* Task *
Look over the material below and count the lines that include "path". Give only the total.

* Supplied data *
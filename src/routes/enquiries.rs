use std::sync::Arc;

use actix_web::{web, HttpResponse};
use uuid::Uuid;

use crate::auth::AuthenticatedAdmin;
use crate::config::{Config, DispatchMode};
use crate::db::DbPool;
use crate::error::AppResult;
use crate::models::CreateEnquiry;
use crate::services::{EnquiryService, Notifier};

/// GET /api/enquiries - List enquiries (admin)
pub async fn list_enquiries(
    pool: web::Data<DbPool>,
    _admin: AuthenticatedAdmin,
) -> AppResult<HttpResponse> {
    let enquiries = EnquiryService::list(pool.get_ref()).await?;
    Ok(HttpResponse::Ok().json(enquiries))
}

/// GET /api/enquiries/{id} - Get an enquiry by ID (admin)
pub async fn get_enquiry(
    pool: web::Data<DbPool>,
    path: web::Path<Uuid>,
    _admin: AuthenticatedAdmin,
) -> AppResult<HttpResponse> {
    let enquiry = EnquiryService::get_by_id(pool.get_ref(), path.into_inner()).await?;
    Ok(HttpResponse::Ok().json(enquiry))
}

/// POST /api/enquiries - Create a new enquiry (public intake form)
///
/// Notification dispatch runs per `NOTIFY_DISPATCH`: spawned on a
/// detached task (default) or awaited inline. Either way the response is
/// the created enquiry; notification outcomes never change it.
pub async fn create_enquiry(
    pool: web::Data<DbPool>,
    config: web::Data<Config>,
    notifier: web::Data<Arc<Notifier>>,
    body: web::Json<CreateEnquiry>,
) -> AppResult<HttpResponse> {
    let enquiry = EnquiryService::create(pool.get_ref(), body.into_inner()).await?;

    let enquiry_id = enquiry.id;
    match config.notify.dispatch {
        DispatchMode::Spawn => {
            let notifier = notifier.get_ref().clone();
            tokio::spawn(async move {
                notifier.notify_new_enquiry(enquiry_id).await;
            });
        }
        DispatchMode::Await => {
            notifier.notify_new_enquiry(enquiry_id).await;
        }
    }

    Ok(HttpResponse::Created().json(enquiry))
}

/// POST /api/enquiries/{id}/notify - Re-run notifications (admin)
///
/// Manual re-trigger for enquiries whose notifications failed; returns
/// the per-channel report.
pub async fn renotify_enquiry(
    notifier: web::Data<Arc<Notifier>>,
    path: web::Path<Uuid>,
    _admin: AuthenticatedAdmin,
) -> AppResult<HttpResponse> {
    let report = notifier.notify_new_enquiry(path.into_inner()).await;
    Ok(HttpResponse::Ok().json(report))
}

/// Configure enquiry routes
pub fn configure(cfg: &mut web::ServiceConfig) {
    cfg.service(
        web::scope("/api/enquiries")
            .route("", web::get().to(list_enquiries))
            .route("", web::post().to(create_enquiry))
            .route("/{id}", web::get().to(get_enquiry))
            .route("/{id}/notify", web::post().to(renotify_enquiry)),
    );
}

* Response below *
4